New York is not only the financial center of the United States but also one of the core hubs of the global financial system. Major investment banks, asset management firms, and hedge funds are headquartered on Wall Street in New York. These institutions prioritize companies that have obtained full regulatory approval in New York when choosing cryptocurrency service providers. The regulatory standards of the NYDFS are also regarded as a benchmark by regulatory agencies in other states and countries, so obtaining approval in New York often provides a credibility endorsement for companies' expansion into other markets.

Synergistic Effects of Product Expansion and Mergers & Acquisitions

MoonPay's approval marks the successful conclusion of the company's rapid product expansion and strategic acquisitions over the past year. This approval comes as MoonPay accelerates its business expansion in the payment and digital asset sectors.
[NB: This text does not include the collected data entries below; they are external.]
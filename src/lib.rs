//! Conflux
//!
//! Concurrency control and derived-state aggregation for asynchronous jobs.
//! Jobs run under a configurable strategy while shared busy/error/result
//! signals stay observable for any number of consumers.
//!
//! # Architecture
//!
//! ```text
//! ┌─────────────────────────────────────────────────────────────┐
//! │                     Resource / CrudResource                 │
//! │  - load(arg) feeds the read process                         │
//! │  - data replays the latest loaded value                     │
//! │  - mutations reload the read model on success               │
//! └─────────────────────────────────────────────────────────────┘
//!                               │
//!                               ▼
//! ┌─────────────────────────────────────────────────────────────┐
//! │                          Process                            │
//! │  - execute(job) → ExecutionHandle (the caller's own view)   │
//! │  - busy / error / result (the shared aggregate view)        │
//! │  - one runner task per process applies all transitions      │
//! └─────────────────────────────────────────────────────────────┘
//!                               │
//!                               ▼
//! ┌─────────────────────────────────────────────────────────────┐
//! │              ProgressTracker / ErrorChannel / Signal        │
//! │  - watch-backed, change-only, late-subscriber replay        │
//! └─────────────────────────────────────────────────────────────┘
//! ```
//!
//! # Usage
//!
//! ```ignore
//! use conflux::{Process, ProcessConfig, Strategy};
//!
//! let process: Process<Account> = Process::with_strategy(Strategy::Latest);
//!
//! // The caller's own view of this request:
//! let handle = process.execute(|| fetch_account(id));
//!
//! // The shared view, for any number of subscribers:
//! let mut busy = process.busy();
//! let mut result = process.result();
//!
//! let account = handle.wait().await?;
//! ```

pub use conflux_process::{
  ExecutionHandle, ExecutionId, FailureHook, JobError, NoopHook, Process, ProcessConfig,
  ProcessError, Strategy,
};
pub use conflux_resource::{CrudResource, Resource};
pub use conflux_signal::{ErrorChannel, ProgressTracker, Signal};
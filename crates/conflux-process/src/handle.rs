//! Per-call execution handles.

use conflux_signal::ExecutionId;
use tokio::sync::watch;
use tokio_util::sync::CancellationToken;

use crate::error::JobError;

pub(crate) type Outcome<T> = Option<Result<T, JobError>>;

/// Single-outcome container for one execution.
///
/// Resolves with exactly the value or error the job itself produced,
/// independent of how the aggregate signals treat the execution. Cloning the
/// handle never re-invokes the job; every clone observes the same outcome.
#[derive(Debug, Clone)]
pub struct ExecutionHandle<T> {
  id: ExecutionId,
  outcome: watch::Receiver<Outcome<T>>,
  cancel: CancellationToken,
}

impl<T: Clone> ExecutionHandle<T> {
  pub(crate) fn new(
    id: ExecutionId,
    outcome: watch::Receiver<Outcome<T>>,
    cancel: CancellationToken,
  ) -> Self {
    Self { id, outcome, cancel }
  }

  /// The execution this handle belongs to.
  pub fn id(&self) -> ExecutionId {
    self.id
  }

  /// Cancellation token attached to this execution.
  ///
  /// Fired when a `latest` process supersedes the execution. Cancellation is
  /// cooperative: the job keeps running unless it observes the token itself.
  pub fn cancellation(&self) -> CancellationToken {
    self.cancel.clone()
  }

  /// Whether the execution has been superseded by a newer request.
  pub fn is_superseded(&self) -> bool {
    self.cancel.is_cancelled()
  }

  /// The outcome, if the execution has already finished.
  pub fn outcome(&self) -> Option<Result<T, JobError>> {
    self.outcome.borrow().clone()
  }

  /// Wait for the execution to finish.
  ///
  /// Returns [`JobError::Abandoned`] when the execution was dropped before it
  /// could produce an outcome.
  pub async fn wait(mut self) -> Result<T, JobError> {
    loop {
      if let Some(outcome) = self.outcome.borrow_and_update().clone() {
        return outcome;
      }
      if self.outcome.changed().await.is_err() {
        // Sender dropped without publishing: the execution never ran.
        return self.outcome.borrow().clone().unwrap_or(Err(JobError::Abandoned));
      }
    }
  }
}
//! Failure reporting hooks.

use crate::error::JobError;

/// Escape hatch for forwarding job failures to an external reporting
/// mechanism (crash reporter, global error handler).
///
/// The runner calls [`report`](FailureHook::report) once per failing,
/// non-superseded execution, after the failure has been applied to the error
/// signal. Reporting is strictly additive: nothing in the engine depends on
/// what a hook does.
pub trait FailureHook: Send + Sync {
  /// Called for each job failure.
  fn report(&self, error: &JobError);
}

/// Discards all reports. The default hook.
#[derive(Debug, Clone, Default)]
pub struct NoopHook;

impl FailureHook for NoopHook {
  fn report(&self, _error: &JobError) {
    // Intentionally empty
  }
}
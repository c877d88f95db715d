//! End-to-end smoke test over the façade re-exports.

use std::time::Duration;

use conflux::{JobError, Process, ProcessConfig, Resource, Strategy};
use tokio::time::sleep;

#[tokio::test]
async fn process_and_resource_work_through_the_facade() {
  let process: Process<u32> = Process::new(ProcessConfig::new(Strategy::Queue));
  let first = process.execute(|| async {
    sleep(Duration::from_millis(10)).await;
    Ok(1)
  });
  let second = process.execute(|| async { Ok(2) });
  assert_eq!(first.wait().await.unwrap(), 1);
  assert_eq!(second.wait().await.unwrap(), 2);

  let resource: Resource<&'static str, String> =
    Resource::new(ProcessConfig::default(), |name: &'static str| async move {
      if name.is_empty() {
        Err(JobError::msg("empty name"))
      } else {
        Ok(format!("hello {name}"))
      }
    });
  resource.load("world").wait().await.unwrap();

  let mut data = resource.data();
  data.wait_for(|value| value.is_some()).await.unwrap();
  assert_eq!(data.borrow().as_deref(), Some("hello world"));
}
//! Process configuration.

use serde::{Deserialize, Serialize};

use crate::strategy::Strategy;

/// Configuration for a [`Process`](crate::Process).
///
/// Plain serializable data; an embedder can load it from JSON alongside its
/// own configuration.
#[derive(Debug, Clone, Copy, Default, PartialEq, Eq, Serialize, Deserialize)]
pub struct ProcessConfig {
  /// Concurrency strategy. Defaults to `parallel`.
  #[serde(default)]
  pub strategy: Strategy,
  /// When set, the first job failure terminates the aggregate result stream
  /// and forces the busy signal idle. Defaults to `false`.
  #[serde(default)]
  pub fail_fast: bool,
}

impl ProcessConfig {
  /// Configuration with the given strategy and `fail_fast` off.
  pub fn new(strategy: Strategy) -> Self {
    Self { strategy, fail_fast: false }
  }

  /// Toggle fail-fast behavior.
  pub fn fail_fast(mut self, fail_fast: bool) -> Self {
    self.fail_fast = fail_fast;
    self
  }
}

#[cfg(test)]
mod tests {
  use super::*;

  #[test]
  fn defaults_to_parallel_without_fail_fast() {
    let config = ProcessConfig::default();
    assert_eq!(config.strategy, Strategy::Parallel);
    assert!(!config.fail_fast);
  }

  #[test]
  fn deserializes_with_defaults() {
    let config: ProcessConfig = serde_json::from_str("{}").unwrap();
    assert_eq!(config, ProcessConfig::default());

    let config: ProcessConfig =
      serde_json::from_str(r#"{"strategy": "queue", "fail_fast": true}"#).unwrap();
    assert_eq!(config.strategy, Strategy::Queue);
    assert!(config.fail_fast);
  }
}
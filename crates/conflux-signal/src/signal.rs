//! Shared last-value signals.

use tokio::sync::watch;

/// A shared signal holding one value.
///
/// Thin wrapper over a `tokio::sync::watch` channel: the owner writes, any
/// number of subscribers read. A subscriber joining late immediately observes
/// the current value via [`watch::Receiver::borrow`] rather than a stale
/// default, and follows subsequent updates via [`watch::Receiver::changed`].
///
/// When the signal is dropped, subscribers see the channel close - this is how
/// a fail-fast runner terminates its aggregate streams.
#[derive(Debug)]
pub struct Signal<T> {
  sender: watch::Sender<T>,
}

impl<T: Clone> Signal<T> {
  /// Create a signal with an initial value.
  pub fn new(initial: T) -> Self {
    let (sender, _) = watch::channel(initial);
    Self { sender }
  }

  /// Replace the current value, notifying all subscribers.
  pub fn set(&self, value: T) {
    self.sender.send_replace(value);
  }

  /// Replace the current value only when it differs.
  ///
  /// Returns whether subscribers were notified. This is what gives the busy
  /// and error signals their change-only contract.
  pub fn set_if_changed(&self, value: T) -> bool
  where
    T: PartialEq,
  {
    self.sender.send_if_modified(|current| {
      if *current == value {
        false
      } else {
        *current = value;
        true
      }
    })
  }

  /// Clone of the current value.
  pub fn get(&self) -> T {
    self.sender.borrow().clone()
  }

  /// Subscribe to the signal. The current value is immediately observable.
  pub fn subscribe(&self) -> watch::Receiver<T> {
    self.sender.subscribe()
  }
}

#[cfg(test)]
mod tests {
  use super::*;

  #[test]
  fn late_subscriber_sees_current_value() {
    let signal = Signal::new(0);
    signal.set(7);

    let rx = signal.subscribe();
    assert_eq!(*rx.borrow(), 7);
  }

  #[test]
  fn set_if_changed_skips_equal_values() {
    let signal = Signal::new(1);
    let mut rx = signal.subscribe();
    rx.borrow_and_update();

    assert!(!signal.set_if_changed(1));
    assert!(!rx.has_changed().unwrap());

    assert!(signal.set_if_changed(2));
    assert!(rx.has_changed().unwrap());
    assert_eq!(*rx.borrow_and_update(), 2);
  }

  #[tokio::test]
  async fn subscribers_observe_updates() {
    let signal = Signal::new("idle");
    let mut rx = signal.subscribe();

    signal.set("running");
    rx.changed().await.unwrap();
    assert_eq!(*rx.borrow(), "running");
  }
}
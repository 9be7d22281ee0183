//! SQLite persistence.
//!
//! Tables:
//! - `users`: id, username (unique), password (bcrypt hash), email
//! - `student`, `course`: named records
//! - `student_course`: many-to-many enrollment between the two

mod courses;
mod users;

pub use courses::{Course, Student, StudentDetail};

use parking_lot::Mutex;
use rusqlite::Connection;

use crate::config::DatabaseConfig;
use crate::error::Result;

const SCHEMA: &str = "
CREATE TABLE IF NOT EXISTS users (
    id INTEGER PRIMARY KEY AUTOINCREMENT,
    username TEXT NOT NULL UNIQUE,
    password TEXT NOT NULL,
    email TEXT
);

CREATE TABLE IF NOT EXISTS student (
    id INTEGER PRIMARY KEY AUTOINCREMENT,
    name TEXT NOT NULL
);

CREATE TABLE IF NOT EXISTS course (
    id INTEGER PRIMARY KEY AUTOINCREMENT,
    title TEXT NOT NULL
);

CREATE TABLE IF NOT EXISTS student_course (
    student_id INTEGER NOT NULL REFERENCES student(id) ON DELETE CASCADE,
    course_id INTEGER NOT NULL REFERENCES course(id) ON DELETE CASCADE,
    PRIMARY KEY (student_id, course_id)
);
CREATE INDEX IF NOT EXISTS idx_student_course_course ON student_course(course_id);
";

/// Handle to the relational store, shared by every request handler
pub struct Database {
    conn: Mutex<Connection>,
}

impl Database {
    /// Open (or create) the database described by `config` and ensure the tables exist
    pub fn open(config: &DatabaseConfig) -> Result<Self> {
        let conn = if config.is_in_memory() {
            Connection::open_in_memory()?
        } else {
            if let Some(parent) = config.path.parent() {
                if !parent.as_os_str().is_empty() {
                    std::fs::create_dir_all(parent)?;
                }
            }
            let conn = Connection::open(&config.path)?;
            conn.execute_batch(
                "PRAGMA journal_mode = WAL;
                 PRAGMA synchronous = NORMAL;",
            )?;
            conn
        };
        tracing::debug!("Opened database at {}", config.path.display());
        Self::init(conn)
    }

    /// A fresh database that lives only as long as this handle
    pub fn open_in_memory() -> Result<Self> {
        Self::init(Connection::open_in_memory()?)
    }

    fn init(conn: Connection) -> Result<Self> {
        conn.execute_batch("PRAGMA foreign_keys = ON;")?;
        conn.execute_batch(SCHEMA)?;
        Ok(Self {
            conn: Mutex::new(conn),
        })
    }
}

impl std::fmt::Debug for Database {
    fn fmt(&self, f: &mut std::fmt::Formatter<'_>) -> std::fmt::Result {
        f.debug_struct("Database").finish_non_exhaustive()
    }
}

/// True when `err` is a UNIQUE or PRIMARY KEY violation
fn is_constraint_violation(err: &rusqlite::Error) -> bool {
    matches!(
        err,
        rusqlite::Error::SqliteFailure(e, _) if e.code == rusqlite::ErrorCode::ConstraintViolation
    )
}
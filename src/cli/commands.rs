//! CLI command implementations

use anyhow::Result;
use std::fs;
use std::path::{Path, PathBuf};

use crate::auth::UserInfo;
use crate::cli::{error, info, print_user_table, success, warn, OutputFormat};
use crate::config::{self, loader, Config};
use crate::db::Database;
use crate::error::Error;

/// Write a new gatekeep.toml configuration file
pub async fn init(config_path: Option<PathBuf>, force: bool) -> Result<()> {
    let config_path = config_path.unwrap_or_else(|| PathBuf::from(loader::CONFIG_FILENAME));

    if config_path.exists() && !force {
        warn(&format!("{} already exists", config_path.display()));
        return Ok(());
    }

    let content = loader::default_config_content(&loader::generate_secret());
    fs::write(&config_path, content)?;

    success(&format!("Created {}", config_path.display()));
    info("Run 'gatekeep serve' to start the API");

    Ok(())
}

/// Start the HTTP API server
pub async fn serve(
    config_path: Option<PathBuf>,
    host: Option<String>,
    port: Option<u16>,
) -> Result<()> {
    let mut config = match load_config(config_path.as_deref()) {
        Ok(config) => config,
        Err(Error::ConfigNotFound) if config_path.is_none() => {
            warn("No gatekeep.toml found, using defaults");
            let mut config = Config::default();
            loader::apply_env_overrides(&mut config);
            config
        }
        Err(e) => return Err(e.into()),
    };

    if let Some(host) = host {
        config.server.host = host;
    }
    if let Some(port) = port {
        config.server.port = port;
    }

    info(&format!("Starting server at http://{}", config.bind_addr()));

    if let Err(e) = crate::api::run_server(config).await {
        error(&format!("Server stopped: {}", e));
        return Err(e.into());
    }
    Ok(())
}

/// List registered users
pub async fn users(config_path: Option<PathBuf>, format: OutputFormat) -> Result<()> {
    let config = load_config(config_path.as_deref())?;
    let db = Database::open(&config.database)?;

    let users: Vec<UserInfo> = db.list_users()?.into_iter().map(UserInfo::from).collect();

    match format {
        OutputFormat::Table => {
            print_user_table(&users);
        }
        OutputFormat::Json => {
            let json = serde_json::to_string_pretty(&users)?;
            println!("{}", json);
        }
        OutputFormat::Yaml => {
            let yaml = serde_yaml::to_string(&users)?;
            println!("{}", yaml);
        }
    }

    Ok(())
}

fn load_config(path: Option<&Path>) -> crate::error::Result<Config> {
    match path {
        Some(path) => config::load_config_from_path(path),
        None => config::load_config(),
    }
}
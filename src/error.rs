//! Error types for gatekeep

use axum::{
    http::StatusCode,
    response::{IntoResponse, Response},
    Json,
};
use serde::Serialize;
use thiserror::Error;

#[derive(Error, Debug)]
pub enum Error {
    #[error("Configuration error: {0}")]
    Config(String),

    #[error("Config file not found. Run 'gatekeep init' first.")]
    ConfigNotFound,

    #[error("No token signing secret configured")]
    MissingSecret,

    #[error("IO error: {0}")]
    Io(#[from] std::io::Error),

    #[error("TOML parse error: {0}")]
    TomlParse(#[from] toml::de::Error),

    #[error("JSON error: {0}")]
    Json(#[from] serde_json::Error),

    #[error("Database error: {0}")]
    Database(#[from] rusqlite::Error),

    #[error("Password hashing error: {0}")]
    Hash(#[from] bcrypt::BcryptError),

    #[error("{0}")]
    Validation(String),

    #[error("Username '{0}' already exists")]
    UsernameTaken(String),

    #[error("Invalid credentials")]
    InvalidCredentials,

    #[error("Missing Authorization header")]
    MissingToken,

    #[error("Invalid token: {0}")]
    InvalidToken(String),

    #[error("{0} not found")]
    NotFound(String),

    #[error("{0}")]
    Other(String),
}

impl From<anyhow::Error> for Error {
    fn from(err: anyhow::Error) -> Self {
        Error::Other(err.to_string())
    }
}

impl Error {
    /// HTTP status this error surfaces as
    pub fn status_code(&self) -> StatusCode {
        match self {
            Error::Validation(_) | Error::UsernameTaken(_) => StatusCode::BAD_REQUEST,
            Error::InvalidCredentials | Error::MissingToken | Error::InvalidToken(_) => {
                StatusCode::UNAUTHORIZED
            }
            Error::NotFound(_) => StatusCode::NOT_FOUND,
            _ => StatusCode::INTERNAL_SERVER_ERROR,
        }
    }

    /// Whether the error was caused by the client rather than by the server
    pub fn is_client_error(&self) -> bool {
        self.status_code().is_client_error()
    }
}

#[derive(Serialize)]
struct ErrorBody {
    message: String,
}

impl IntoResponse for Error {
    fn into_response(self) -> Response {
        let status = self.status_code();
        let message = if self.is_client_error() {
            self.to_string()
        } else {
            tracing::error!("Request failed: {}", self);
            "Internal server error".to_string()
        };

        (status, Json(ErrorBody { message })).into_response()
    }
}

pub type Result<T> = std::result::Result<T, Error>;

#[cfg(test)]
mod tests {
    use super::*;

    #[test]
    fn test_status_codes() {
        assert_eq!(Error::Validation("x".into()).status_code(), StatusCode::BAD_REQUEST);
        assert_eq!(Error::UsernameTaken("bob".into()).status_code(), StatusCode::BAD_REQUEST);
        assert_eq!(Error::InvalidCredentials.status_code(), StatusCode::UNAUTHORIZED);
        assert_eq!(Error::MissingToken.status_code(), StatusCode::UNAUTHORIZED);
        assert_eq!(Error::InvalidToken("bad".into()).status_code(), StatusCode::UNAUTHORIZED);
        assert_eq!(Error::NotFound("User".into()).status_code(), StatusCode::NOT_FOUND);
        assert_eq!(Error::MissingSecret.status_code(), StatusCode::INTERNAL_SERVER_ERROR);
    }

    #[test]
    fn test_internal_errors_are_not_client_errors() {
        assert!(!Error::Config("bad".into()).is_client_error());
        assert!(!Error::Other("boom".into()).is_client_error());
        assert!(Error::MissingToken.is_client_error());
    }
}
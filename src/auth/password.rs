//! Password hashing with bcrypt

use std::sync::OnceLock;

use crate::auth::models::HashedPassword;
use crate::error::Result;

/// Hashes and verifies passwords at a fixed bcrypt cost
#[derive(Debug)]
pub struct PasswordHasher {
    cost: u32,
    dummy: OnceLock<Option<HashedPassword>>,
}

impl PasswordHasher {
    pub fn new(cost: u32) -> Self {
        Self {
            cost,
            dummy: OnceLock::new(),
        }
    }

    /// Salt and hash a raw password
    pub fn hash(&self, password: &str) -> Result<HashedPassword> {
        let hash = bcrypt::hash(password, self.cost)?;
        Ok(HashedPassword::from_stored(hash))
    }

    /// True iff `password` matches `hashed`. A malformed hash never matches.
    pub fn verify(&self, password: &str, hashed: &HashedPassword) -> bool {
        match bcrypt::verify(password, hashed.as_str()) {
            Ok(matches) => matches,
            Err(e) => {
                tracing::warn!("Stored password hash could not be checked: {}", e);
                false
            }
        }
    }

    /// Spend the same work as a real verification when the user does not exist
    pub fn verify_dummy(&self, password: &str) {
        let dummy = self
            .dummy
            .get_or_init(|| self.hash("gatekeep-dummy-password").ok());
        if let Some(hashed) = dummy {
            let _ = self.verify(password, hashed);
        }
    }
}

impl Default for PasswordHasher {
    fn default() -> Self {
        Self::new(bcrypt::DEFAULT_COST)
    }
}

#[cfg(test)]
mod tests {
    use super::*;

    fn hasher() -> PasswordHasher {
        PasswordHasher::new(4)
    }

    #[test]
    fn test_hash_and_verify() {
        let hasher = hasher();
        let hashed = hasher.hash("testpass123").expect("hash");
        assert_ne!(hashed.as_str(), "testpass123");
        assert!(hasher.verify("testpass123", &hashed));
        assert!(!hasher.verify("wrongpass", &hashed));
    }

    #[test]
    fn test_hash_is_salted() {
        let hasher = hasher();
        let a = hasher.hash("same").expect("hash");
        let b = hasher.hash("same").expect("hash");
        assert_ne!(a, b);
        assert!(hasher.verify("same", &a));
        assert!(hasher.verify("same", &b));
    }

    #[test]
    fn test_malformed_hash_never_matches() {
        let hasher = hasher();
        let bogus = HashedPassword::from_stored("not-a-bcrypt-hash".to_string());
        assert!(!hasher.verify("anything", &bogus));
    }

    #[test]
    fn test_hash_uses_configured_cost() {
        let hashed = hasher().hash("pw").expect("hash");
        assert!(hashed.as_str().starts_with("$2b$04$"));
    }
}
This year, the company launched new products, completed acquisitions, and upgraded its infrastructure, building a complete end-to-end technology stack.

MoonPay launched a corporate stablecoin platform in November through the integration with M0, enabling the issuance and management of fully reserved digital dollars. This platform allows corporate clients to issue their own branded stablecoins for supply chain payments, employee salaries, or customer reward programs. The approval of the trust charter enables MoonPay to provide regulated custodial services for these corporate stablecoins, enhancing customer confidence.

In addition, the company has launched MoonPay Commerce, a unified system for cryptocurrency payments across applications and online stores, and has expanded its consumer products through MoonTags, which simplify transfers using personalized identification codes. The launch of these products shows that MoonPay is evolving from a mere deposit channel to a comprehensive provider of cryptocurrency financial infrastructure.

To strengthen its relationship with the U.S. banking industry, MoonPay acquired Meso Network, which previously acquired Helio and Iron. Meso Network focuses on API connections between banks and cryptocurrencies, and this acquisition provides MoonPay with the technical capability to integrate directly with the U.S. banking system. The acquisitions of Helio and Iron enhance its payment processing and DeFi integration capabilities, respectively.

The company has also obtained new regulatory approvals, including a remittance license in Wisconsin. MoonPay stated that the trust charter marks an important step in its global expansion of regulated infrastructure. This multi-dimensional expansion strategy shows that MoonPay is building a complete ecosystem that covers consumers, businesses, and institutions, and the approval of the trust charter is one of the most critical pieces of this ecosystem.